[Dataset excerpts]
========

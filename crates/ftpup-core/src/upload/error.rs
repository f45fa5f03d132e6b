//! Error type for an upload run.

use ftpup_ftp::FtpError;
use serde::{Deserialize, Serialize};
use std::fmt;

/// The single terminal error of a run.
#[derive(Debug, Clone, Serialize, Deserialize)]
pub struct UploadError {
    pub kind: UploadErrorKind,
    pub message: String,
    /// Local or remote path the error is about, if any.
    pub path: Option<String>,
}

#[derive(Debug, Clone, Copy, Serialize, Deserialize, PartialEq, Eq)]
pub enum UploadErrorKind {
    /// Bad inputs. Raised before any connection is attempted.
    Configuration,
    /// Connect, directory creation or upload failed.
    Transport,
}

pub type UploadResult<T> = Result<T, UploadError>;

impl UploadError {
    pub fn configuration(msg: impl Into<String>) -> Self {
        Self {
            kind: UploadErrorKind::Configuration,
            message: msg.into(),
            path: None,
        }
    }

    pub fn transport(msg: impl Into<String>) -> Self {
        Self {
            kind: UploadErrorKind::Transport,
            message: msg.into(),
            path: None,
        }
    }

    pub fn with_path(mut self, path: impl Into<String>) -> Self {
        self.path = Some(path.into());
        self
    }

    pub fn connect_failed(host: &str, cause: &FtpError) -> Self {
        Self::transport(format!(
            "Unable to connect to ftp host: {} due to error: {}",
            host, cause
        ))
        .with_path(host)
    }

    pub fn directory_failed(dir: &str, cause: &FtpError) -> Self {
        Self::transport(format!(
            "Unable to create remote directory: {} due to error: {}",
            dir, cause
        ))
        .with_path(dir)
    }

    pub fn upload_failed(file: &str, cause: &FtpError) -> Self {
        Self::transport(format!(
            "Unable to upload file: {} due to error: {}",
            file, cause
        ))
        .with_path(file)
    }

    pub fn is_configuration(&self) -> bool {
        self.kind == UploadErrorKind::Configuration
    }
}

impl fmt::Display for UploadError {
    fn fmt(&self, f: &mut fmt::Formatter<'_>) -> fmt::Result {
        f.write_str(&self.message)
    }
}

impl std::error::Error for UploadError {}
//! Task inputs as provided by the pipeline agent.
//!
//! The agent exposes task inputs as `INPUT_<NAME>` environment variables
//! and service endpoints as `ENDPOINT_URL_<id>`, `ENDPOINT_AUTH_<id>` and
//! `ENDPOINT_DATA_<id>_<KEY>`.

use ftpup_core::upload::{UploadError, UploadRequest, UploadResult};
use ftpup_ftp::FtpConnectionConfig;
use log::debug;
use serde::Deserialize;
use std::collections::HashMap;
use std::path::PathBuf;

/// `ENDPOINT_AUTH_<id>` payload.
#[derive(Debug, Default, Deserialize)]
pub struct EndpointAuth {
    #[serde(default)]
    pub parameters: HashMap<String, String>,
    #[serde(default)]
    pub scheme: Option<String>,
}

/// Everything the task reads from its environment.
#[derive(Debug, Clone)]
pub struct PipelineInputs {
    pub server_endpoint: String,
    pub endpoint_url: String,
    pub username: String,
    pub password: String,
    pub accept_untrusted_certs: bool,
    pub root_folder: String,
    pub relative_root_folder: Option<String>,
    pub file_patterns: Vec<String>,
    pub remote_path: String,
    pub base_directory: PathBuf,
}

fn input_var(name: &str) -> String {
    format!("INPUT_{}", name.replace(' ', "_").to_uppercase())
}

impl PipelineInputs {
    pub fn from_env() -> UploadResult<Self> {
        Self::from_lookup(|key| std::env::var(key).ok())
    }

    /// Read inputs through `lookup`, which maps a variable name to its value.
    pub fn from_lookup<F>(lookup: F) -> UploadResult<Self>
    where
        F: Fn(&str) -> Option<String>,
    {
        let optional = |name: &str| {
            lookup(&input_var(name))
                .map(|v| v.trim().to_string())
                .filter(|v| !v.is_empty())
        };
        let required = |name: &str| {
            optional(name)
                .ok_or_else(|| UploadError::configuration(format!("Input required: {}", name)))
        };

        let server_endpoint = required("serverEndpoint")?;
        let endpoint_url = lookup(&format!("ENDPOINT_URL_{}", server_endpoint))
            .filter(|v| !v.trim().is_empty())
            .ok_or_else(|| {
                UploadError::configuration(format!(
                    "Endpoint not present: {}",
                    server_endpoint
                ))
            })?;

        let auth = match lookup(&format!("ENDPOINT_AUTH_{}", server_endpoint)) {
            Some(raw) => serde_json::from_str::<EndpointAuth>(&raw).map_err(|e| {
                UploadError::configuration(format!(
                    "Invalid authorization for endpoint {}: {}",
                    server_endpoint, e
                ))
            })?,
            None => EndpointAuth::default(),
        };
        debug!(
            "endpoint {} auth scheme: {}",
            server_endpoint,
            auth.scheme.as_deref().unwrap_or("none")
        );

        let accept_untrusted_certs = lookup(&format!(
            "ENDPOINT_DATA_{}_ACCEPTUNTRUSTEDCERTS",
            server_endpoint
        ))
        .map(|v| v.trim().eq_ignore_ascii_case("true"))
        .unwrap_or(false);

        let root_folder = required("rootFolder")?;
        let relative_root_folder = optional("relativeRootFolder");
        let file_patterns: Vec<String> = required("filePatterns")?
            .lines()
            .map(str::trim)
            .filter(|p| !p.is_empty())
            .map(String::from)
            .collect();
        let remote_path = required("remotePath")?;

        let base_directory = match lookup("BUILD_SOURCESDIRECTORY").filter(|v| !v.is_empty()) {
            Some(dir) => PathBuf::from(dir),
            None => std::env::current_dir().map_err(|e| {
                UploadError::configuration(format!("Cannot determine working directory: {}", e))
            })?,
        };

        Ok(Self {
            server_endpoint,
            endpoint_url,
            username: auth.parameters.get("username").cloned().unwrap_or_default(),
            password: auth.parameters.get("password").cloned().unwrap_or_default(),
            accept_untrusted_certs,
            root_folder,
            relative_root_folder,
            file_patterns,
            remote_path,
            base_directory,
        })
    }

    /// Build the upload request; an empty username logs in anonymously.
    pub fn into_request(self) -> UploadResult<UploadRequest> {
        let defaults = FtpConnectionConfig::default();
        let (username, password) = if self.username.is_empty() {
            (defaults.username, defaults.password)
        } else {
            (self.username, self.password)
        };

        let mut connection =
            FtpConnectionConfig::from_endpoint_url(&self.endpoint_url, username, password)
                .map_err(|e| UploadError::configuration(e.message))?;
        connection.accept_invalid_certs = self.accept_untrusted_certs;
        debug!("ftp host: {}:{}", connection.host, connection.port);

        Ok(UploadRequest {
            connection,
            root_folder: self.root_folder,
            relative_root_folder: self.relative_root_folder,
            file_patterns: self.file_patterns,
            remote_path: self.remote_path,
            base_directory: self.base_directory,
        })
    }
}
//! FTP-specific error type.

use serde::{Deserialize, Serialize};
use std::fmt;

/// Categorised FTP error.
#[derive(Debug, Clone, Serialize, Deserialize)]
pub struct FtpError {
    pub kind: FtpErrorKind,
    pub message: String,
    /// FTP reply code that triggered the error, if any.
    pub code: Option<u16>,
}

#[derive(Debug, Clone, Copy, Serialize, Deserialize, PartialEq, Eq)]
pub enum FtpErrorKind {
    /// TCP / DNS resolution failure.
    ConnectionFailed,
    /// AUTH TLS / TLS handshake failure.
    TlsFailed,
    /// Wrong username/password.
    AuthFailed,
    /// Server returned a 4xx/5xx for a command.
    CommandRejected,
    /// PASV/EPSV failed or the data connection could not be opened.
    DataChannelFailed,
    /// STOR aborted or incomplete.
    TransferFailed,
    /// Server sent an un-parseable reply.
    ProtocolError,
    /// Local file could not be read.
    IoError,
    Timeout,
    /// Control connection dropped (421 or EOF).
    Disconnected,
    PermissionDenied,
    NotFound,
    QuotaExceeded,
    /// Endpoint URL or connection parameters are unusable.
    InvalidConfig,
    Unknown,
}

pub type FtpResult<T> = Result<T, FtpError>;

impl FtpError {
    pub fn new(kind: FtpErrorKind, msg: impl Into<String>) -> Self {
        Self {
            kind,
            message: msg.into(),
            code: None,
        }
    }

    pub fn with_code(mut self, code: u16) -> Self {
        self.code = Some(code);
        self
    }

    pub fn connection_failed(msg: impl Into<String>) -> Self {
        Self::new(FtpErrorKind::ConnectionFailed, msg)
    }

    pub fn tls_failed(msg: impl Into<String>) -> Self {
        Self::new(FtpErrorKind::TlsFailed, msg)
    }

    pub fn auth_failed(msg: impl Into<String>) -> Self {
        Self::new(FtpErrorKind::AuthFailed, msg)
    }

    pub fn data_channel(msg: impl Into<String>) -> Self {
        Self::new(FtpErrorKind::DataChannelFailed, msg)
    }

    pub fn protocol_error(msg: impl Into<String>) -> Self {
        Self::new(FtpErrorKind::ProtocolError, msg)
    }

    pub fn io_error(msg: impl Into<String>) -> Self {
        Self::new(FtpErrorKind::IoError, msg)
    }

    pub fn timeout(msg: impl Into<String>) -> Self {
        Self::new(FtpErrorKind::Timeout, msg)
    }

    pub fn disconnected(msg: impl Into<String>) -> Self {
        Self::new(FtpErrorKind::Disconnected, msg)
    }

    pub fn invalid_config(msg: impl Into<String>) -> Self {
        Self::new(FtpErrorKind::InvalidConfig, msg)
    }

    /// Classify an FTP reply code into the most appropriate error kind.
    pub fn from_reply(code: u16, text: &str) -> Self {
        let kind = match code {
            421 => FtpErrorKind::Disconnected,
            425 | 426 => FtpErrorKind::DataChannelFailed,
            430 | 530 => FtpErrorKind::AuthFailed,
            450 | 550 => {
                let lower = text.to_lowercase();
                if lower.contains("permission") || lower.contains("denied") {
                    FtpErrorKind::PermissionDenied
                } else if lower.contains("not found") || lower.contains("no such") {
                    FtpErrorKind::NotFound
                } else if lower.contains("quota") {
                    FtpErrorKind::QuotaExceeded
                } else {
                    FtpErrorKind::CommandRejected
                }
            }
            451 | 452 | 552 => FtpErrorKind::TransferFailed,
            _ if code >= 400 => FtpErrorKind::CommandRejected,
            _ => FtpErrorKind::Unknown,
        };
        Self {
            kind,
            message: text.to_string(),
            code: Some(code),
        }
    }
}

impl fmt::Display for FtpError {
    fn fmt(&self, f: &mut fmt::Formatter<'_>) -> fmt::Result {
        match self.code {
            Some(code) => write!(f, "[FTP {:?} {}] {}", self.kind, code, self.message),
            None => write!(f, "[FTP {:?}] {}", self.kind, self.message),
        }
    }
}

impl std::error::Error for FtpError {}

impl From<std::io::Error> for FtpError {
    fn from(e: std::io::Error) -> Self {
        if e.kind() == std::io::ErrorKind::TimedOut {
            Self::timeout(format!("I/O timeout: {}", e))
        } else {
            Self::io_error(e.to_string())
        }
    }
}

impl From<rustls::Error> for FtpError {
    fn from(e: rustls::Error) -> Self {
        Self::tls_failed(e.to_string())
    }
}
//! Path resolution: local root folders and remote destinations.
//!
//! Local paths are compared as strings after lexical normalization, so a
//! relative root of `/repo/di` is accepted for a root folder of
//! `/repo/dist`. Remote paths always use `/`.

use crate::upload::error::{UploadError, UploadResult};
use crate::upload::types::{UploadConfig, UploadRequest};
use log::debug;
use std::path::{Component, Path, PathBuf};

/// Join a relative path onto `base`; absolute paths pass through unchanged.
pub fn make_absolute(path: &Path, base: &Path) -> PathBuf {
    if path.is_absolute() {
        path.to_path_buf()
    } else {
        let joined = normalize_local(&base.join(path));
        debug!(
            "Relative file path: {} resolving to: {}",
            path.display(),
            joined.display()
        );
        joined
    }
}

/// Lexically drop `.` components, fold `..` and trailing separators.
pub fn normalize_local(path: &Path) -> PathBuf {
    let mut out = PathBuf::new();
    for component in path.components() {
        match component {
            Component::CurDir => {}
            Component::ParentDir => {
                if !out.pop() {
                    out.push("..");
                }
            }
            other => out.push(other.as_os_str()),
        }
    }
    out
}

/// Resolve and validate the folder (or single file) to upload from.
pub fn resolve_root_folder(raw: &str, base: &Path) -> UploadResult<PathBuf> {
    let root = normalize_local(&make_absolute(Path::new(raw.trim()), base));
    if !root.exists() {
        return Err(UploadError::configuration(format!(
            "The specified root folder: {} does not exist.",
            root.display()
        ))
        .with_path(root.to_string_lossy()));
    }
    Ok(root)
}

/// Resolve the folder that remote paths are computed relative to.
///
/// Defaults to the parent of `root_folder`.
pub fn resolve_relative_root(
    raw: Option<&str>,
    root_folder: &Path,
    base: &Path,
) -> UploadResult<PathBuf> {
    let raw = match raw.map(str::trim).filter(|s| !s.is_empty()) {
        Some(raw) => raw,
        None => {
            let parent = root_folder
                .parent()
                .map(Path::to_path_buf)
                .unwrap_or_else(|| root_folder.to_path_buf());
            debug!(
                "relativeRootFolder not set, defaulting to: {}",
                parent.display()
            );
            return Ok(parent);
        }
    };

    let relative_root = normalize_local(&make_absolute(Path::new(raw), base));
    let shown = relative_root.to_string_lossy().into_owned();
    if !relative_root.exists() {
        return Err(UploadError::configuration(format!(
            "The specified relative root folder: {} does not exist.",
            shown
        ))
        .with_path(shown));
    }
    if !relative_root.is_dir() {
        return Err(UploadError::configuration(format!(
            "The specified relative root folder: {} is not a folder.",
            shown
        ))
        .with_path(shown));
    }
    if !root_folder.to_string_lossy().starts_with(shown.as_str()) {
        return Err(UploadError::configuration(format!(
            "The specified root folder: {} is not within the specified relative root folder: {}",
            root_folder.display(),
            shown
        ))
        .with_path(shown));
    }
    Ok(relative_root)
}

/// Validate a request into an immutable run configuration.
pub fn resolve_config(request: &UploadRequest) -> UploadResult<UploadConfig> {
    if request.root_folder.trim().is_empty() {
        return Err(UploadError::configuration("Input required: rootFolder"));
    }
    let root_folder = resolve_root_folder(&request.root_folder, &request.base_directory)?;
    let relative_root_folder = resolve_relative_root(
        request.relative_root_folder.as_deref(),
        &root_folder,
        &request.base_directory,
    )?;

    Ok(UploadConfig {
        connection: request.connection.clone(),
        root_folder,
        relative_root_folder,
        file_patterns: request
            .file_patterns
            .iter()
            .map(|p| p.trim().to_string())
            .filter(|p| !p.is_empty())
            .collect(),
        remote_path: request.remote_path.trim().to_string(),
    })
}

/// `remote_base` joined with the part of `local` below `relative_root`.
pub fn remote_path_for(local: &Path, relative_root: &Path, remote_base: &str) -> String {
    let local = local.to_string_lossy();
    let relative_root = relative_root.to_string_lossy();
    let rest = local
        .strip_prefix(relative_root.as_ref())
        .unwrap_or(local.as_ref());
    normalize_remote(&format!("{}/{}", remote_base, rest))
}

/// POSIX-normalize a remote path: `/` separators, no `.`, `..` folded,
/// no duplicate or trailing slash.
pub fn normalize_remote(path: &str) -> String {
    let path = path.replace('\\', "/");
    let absolute = path.starts_with('/');
    let mut segments: Vec<&str> = Vec::new();
    for seg in path.split('/') {
        match seg {
            "" | "." => {}
            ".." => match segments.last() {
                Some(&last) if last != ".." => {
                    segments.pop();
                }
                _ if !absolute => segments.push(".."),
                _ => {}
            },
            other => segments.push(other),
        }
    }
    let joined = segments.join("/");
    match (absolute, joined.is_empty()) {
        (true, _) => format!("/{}", joined),
        (false, true) => ".".to_string(),
        (false, false) => joined,
    }
}

/// Remote parent directory (`dirname`).
pub fn remote_parent(path: &str) -> String {
    let path = normalize_remote(path);
    match path.rfind('/') {
        Some(0) => "/".to_string(),
        Some(idx) => path[..idx].to_string(),
        None => ".".to_string(),
    }
}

========

PROBLEM DETAILS:
Copy each line of the data above that holds "FtpConnectionConfig".

SOLUTION FOR THIS TASK:
use ftpup_ftp::FtpConnectionConfig;
        let defaults = FtpConnectionConfig::default();
            FtpConnectionConfig::from_endpoint_url(&self.endpoint_url, username, password)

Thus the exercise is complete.